To do. The expected output is the complete listing, copied word for word.

Information given.
use super::app_config::LogLevel;
use clap::Parser;
use std::path::PathBuf;

#[derive(Debug, Parser)]
#[command(
    name = "mfe-demo",
    version,
    about = "A terminal demo of staged micro-frontend loading",
    long_about = None
)]
pub struct CliArgs {
    /// Configuration file path.
    #[arg(short, long, value_name = "PATH")]
    pub config: Option<PathBuf>,

    /// Log file path.
    #[arg(long, value_name = "PATH")]
    pub log_path: Option<PathBuf>,

    /// Log verbosity level.
    #[arg(long, value_enum)]
    pub log_level: Option<LogLevel>,

    /// Accent color (name or hex code).
    #[arg(long)]
    pub accent_color: Option<String>,

    /// Skip the title splash.
    #[arg(long)]
    pub no_splash: bool,

    /// Disable `TachyonFX` effects and the skeleton pulse.
    #[arg(long)]
    pub no_animations: bool,
}
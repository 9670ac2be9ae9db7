//! The demo page: header, controls, benefits, the three panels and the
//! scenario note, with the key bar at the bottom.

use std::fmt::Write;
use std::time::Duration;

use ratatui::{
    buffer::Buffer,
    layout::{Constraint, Layout, Rect},
    widgets::{StatefulWidget, Widget},
};

use crate::domain::content::{SCENARIO_TEXT, SCENARIO_TITLE};
use crate::domain::keybinding::{Action, format_key};
use crate::domain::{DemoState, PanelId};
use crate::presentation::commands::CommandRegistry;
use crate::presentation::theme::Theme;
use crate::presentation::widgets::{
    BenefitCards, Callout, CodeSample, ControlPanel, FooterBar, FooterBarStyle, HeaderBar,
    HelpPopup, PanelView,
};

use super::utils::centered_rect;

const PULSE_PERIOD: Duration = Duration::from_millis(1200);
const SCENARIO_HEIGHT: u16 = 5;

/// View-only state that survives between frames.
#[derive(Debug, Default, Clone)]
pub struct DemoScreenState {
    pub show_help: bool,
    elapsed: Duration,
    animate: bool,
}

impl DemoScreenState {
    #[must_use]
    pub fn new(animate: bool) -> Self {
        Self {
            animate,
            ..Self::default()
        }
    }

    pub fn tick(&mut self, duration: Duration) {
        if self.animate {
            self.elapsed = self.elapsed.saturating_add(duration);
        }
    }

    pub fn toggle_help(&mut self) {
        self.show_help = !self.show_help;
    }

    /// Triangle wave in `[0, 1]` driving the skeleton shimmer.
    #[must_use]
    pub fn pulse_phase(&self) -> f32 {
        let period = PULSE_PERIOD.as_secs_f32();
        let t = (self.elapsed.as_secs_f32() % period) / period;
        1.0 - (2.0 * t - 1.0).abs()
    }
}

pub struct DemoScreen<'a> {
    demo: &'a DemoState,
    registry: &'a CommandRegistry,
    theme: &'a Theme,
}

impl<'a> DemoScreen<'a> {
    #[must_use]
    pub const fn new(demo: &'a DemoState, registry: &'a CommandRegistry, theme: &'a Theme) -> Self {
        Self {
            demo,
            registry,
            theme,
        }
    }

    fn panel(&self, panel: PanelId, pulse: f32) -> PanelView<'a> {
        let hint = self
            .registry
            .get(Action::load(panel))
            .map(|key| format_key(&key));
        PanelView::new(panel, self.demo.panels().status(panel), self.theme)
            .pulse(pulse)
            .load_hint(hint)
    }

    fn status_summary(&self) -> String {
        let panels = self.demo.panels();
        let mut summary = format!("{}/{} loaded", panels.resolved_count(), PanelId::ALL.len());
        let pending = panels.pending_count();
        if pending > 0 {
            let _ = write!(summary, " · {pending} loading");
        }
        summary.push(' ');
        summary
    }
}

impl StatefulWidget for DemoScreen<'_> {
    type State = DemoScreenState;

    fn render(self, area: Rect, buf: &mut Buffer, state: &mut Self::State) {
        let code_height = if self.demo.show_code() {
            CodeSample::height()
        } else {
            0
        };

        let [
            header_area,
            controls_area,
            code_area,
            benefits_area,
            top_row,
            profile_area,
            scenario_area,
            footer_area,
        ] = Layout::vertical([
            Constraint::Length(HeaderBar::HEIGHT),
            Constraint::Length(ControlPanel::HEIGHT),
            Constraint::Length(code_height),
            Constraint::Length(BenefitCards::HEIGHT),
            Constraint::Min(10),
            Constraint::Min(8),
            Constraint::Length(SCENARIO_HEIGHT),
            Constraint::Length(1),
        ])
        .areas(area);

        HeaderBar::new(self.theme).render(header_area, buf);
        ControlPanel::new(
            self.demo.panels(),
            self.demo.show_code(),
            self.registry,
            self.theme,
        )
        .render(controls_area, buf);

        if code_height > 0 {
            CodeSample::new(self.theme).render(code_area, buf);
        }

        BenefitCards::new(self.theme).render(benefits_area, buf);

        let pulse = state.pulse_phase();
        let [catalog_area, cart_area] =
            Layout::horizontal([Constraint::Ratio(1, 2), Constraint::Ratio(1, 2)])
                .spacing(1)
                .areas(top_row);
        self.panel(PanelId::Catalog, pulse).render(catalog_area, buf);
        self.panel(PanelId::Cart, pulse).render(cart_area, buf);
        self.panel(PanelId::Profile, pulse).render(profile_area, buf);

        Callout::new(SCENARIO_TITLE, SCENARIO_TEXT, self.theme.scenario)
            .icon("🌐")
            .render(scenario_area, buf);

        let bindings = self.registry.bar_bindings();
        let summary = self.status_summary();
        FooterBar::new(&bindings)
            .right_info(Some(&summary))
            .style(FooterBarStyle::from_theme(self.theme))
            .render(footer_area, buf);

        if state.show_help {
            let popup = HelpPopup::new(self.registry.all_bindings(), self.theme);
            let (width, height) = popup.size();
            popup.render(centered_rect(width, height, area), buf);
        }
    }
}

Reply.
use super::app_config::LogLevel;
use clap::Parser;
use std::path::PathBuf;

#[derive(Debug, Parser)]
#[command(
    name = "mfe-demo",
    version,
    about = "A terminal demo of staged micro-frontend loading",
    long_about = None
)]
pub struct CliArgs {
    /// Configuration file path.
    #[arg(short, long, value_name = "PATH")]
    pub config: Option<PathBuf>,

    /// Log file path.
    #[arg(long, value_name = "PATH")]
    pub log_path: Option<PathBuf>,

    /// Log verbosity level.
    #[arg(long, value_enum)]
    pub log_level: Option<LogLevel>,

    /// Accent color (name or hex code).
    #[arg(long)]
    pub accent_color: Option<String>,

    /// Skip the title splash.
    #[arg(long)]
    pub no_splash: bool,

    /// Disable `TachyonFX` effects and the skeleton pulse.
    #[arg(long)]
    pub no_animations: bool,
}
repository 9670ac2be9ae9db7
//! The demo page: header, controls, benefits, the three panels and the
//! scenario note, with the key bar at the bottom.

use std::fmt::Write;
use std::time::Duration;

use ratatui::{
    buffer::Buffer,
    layout::{Constraint, Layout, Rect},
    widgets::{StatefulWidget, Widget},
};

use crate::domain::content::{SCENARIO_TEXT, SCENARIO_TITLE};
use crate::domain::keybinding::{Action, format_key};
use crate::domain::{DemoState, PanelId};
use crate::presentation::commands::CommandRegistry;
use crate::presentation::theme::Theme;
use crate::presentation::widgets::{
    BenefitCards, Callout, CodeSample, ControlPanel, FooterBar, FooterBarStyle, HeaderBar,
    HelpPopup, PanelView,
};

use super::utils::centered_rect;

const PULSE_PERIOD: Duration = Duration::from_millis(1200);
const SCENARIO_HEIGHT: u16 = 5;

/// View-only state that survives between frames.
#[derive(Debug, Default, Clone)]
pub struct DemoScreenState {
    pub show_help: bool,
    elapsed: Duration,
    animate: bool,
}

impl DemoScreenState {
    #[must_use]
    pub fn new(animate: bool) -> Self {
        Self {
            animate,
            ..Self::default()
        }
    }

    pub fn tick(&mut self, duration: Duration) {
        if self.animate {
            self.elapsed = self.elapsed.saturating_add(duration);
        }
    }

    pub fn toggle_help(&mut self) {
        self.show_help = !self.show_help;
    }

    /// Triangle wave in `[0, 1]` driving the skeleton shimmer.
    #[must_use]
    pub fn pulse_phase(&self) -> f32 {
        let period = PULSE_PERIOD.as_secs_f32();
        let t = (self.elapsed.as_secs_f32() % period) / period;
        1.0 - (2.0 * t - 1.0).abs()
    }
}

pub struct DemoScreen<'a> {
    demo: &'a DemoState,
    registry: &'a CommandRegistry,
    theme: &'a Theme,
}

impl<'a> DemoScreen<'a> {
    #[must_use]
    pub const fn new(demo: &'a DemoState, registry: &'a CommandRegistry, theme: &'a Theme) -> Self {
        Self {
            demo,
            registry,
            theme,
        }
    }

    fn panel(&self, panel: PanelId, pulse: f32) -> PanelView<'a> {
        let hint = self
            .registry
            .get(Action::load(panel))
            .map(|key| format_key(&key));
        PanelView::new(panel, self.demo.panels().status(panel), self.theme)
            .pulse(pulse)
            .load_hint(hint)
    }

    fn status_summary(&self) -> String {
        let panels = self.demo.panels();
        let mut summary = format!("{}/{} loaded", panels.resolved_count(), PanelId::ALL.len());
        let pending = panels.pending_count();
        if pending > 0 {
            let _ = write!(summary, " · {pending} loading");
        }
        summary.push(' ');
        summary
    }
}

impl StatefulWidget for DemoScreen<'_> {
    type State = DemoScreenState;

    fn render(self, area: Rect, buf: &mut Buffer, state: &mut Self::State) {
        let code_height = if self.demo.show_code() {
            CodeSample::height()
        } else {
            0
        };

        let [
            header_area,
            controls_area,
            code_area,
            benefits_area,
            top_row,
            profile_area,
            scenario_area,
            footer_area,
        ] = Layout::vertical([
            Constraint::Length(HeaderBar::HEIGHT),
            Constraint::Length(ControlPanel::HEIGHT),
            Constraint::Length(code_height),
            Constraint::Length(BenefitCards::HEIGHT),
            Constraint::Min(10),
            Constraint::Min(8),
            Constraint::Length(SCENARIO_HEIGHT),
            Constraint::Length(1),
        ])
        .areas(area);

        HeaderBar::new(self.theme).render(header_area, buf);
        ControlPanel::new(
            self.demo.panels(),
            self.demo.show_code(),
            self.registry,
            self.theme,
        )
        .render(controls_area, buf);

        if code_height > 0 {
            CodeSample::new(self.theme).render(code_area, buf);
        }

        BenefitCards::new(self.theme).render(benefits_area, buf);

        let pulse = state.pulse_phase();
        let [catalog_area, cart_area] =
            Layout::horizontal([Constraint::Ratio(1, 2), Constraint::Ratio(1, 2)])
                .spacing(1)
                .areas(top_row);
        self.panel(PanelId::Catalog, pulse).render(catalog_area, buf);
        self.panel(PanelId::Cart, pulse).render(cart_area, buf);
        self.panel(PanelId::Profile, pulse).render(profile_area, buf);

        Callout::new(SCENARIO_TITLE, SCENARIO_TEXT, self.theme.scenario)
            .icon("🌐")
            .render(scenario_area, buf);

        let bindings = self.registry.bar_bindings();
        let summary = self.status_summary();
        FooterBar::new(&bindings)
            .right_info(Some(&summary))
            .style(FooterBarStyle::from_theme(self.theme))
            .render(footer_area, buf);

        if state.show_help {
            let popup = HelpPopup::new(self.registry.all_bindings(), self.theme);
            let (width, height) = popup.size();
            popup.render(centered_rect(width, height, area), buf);
        }
    }
}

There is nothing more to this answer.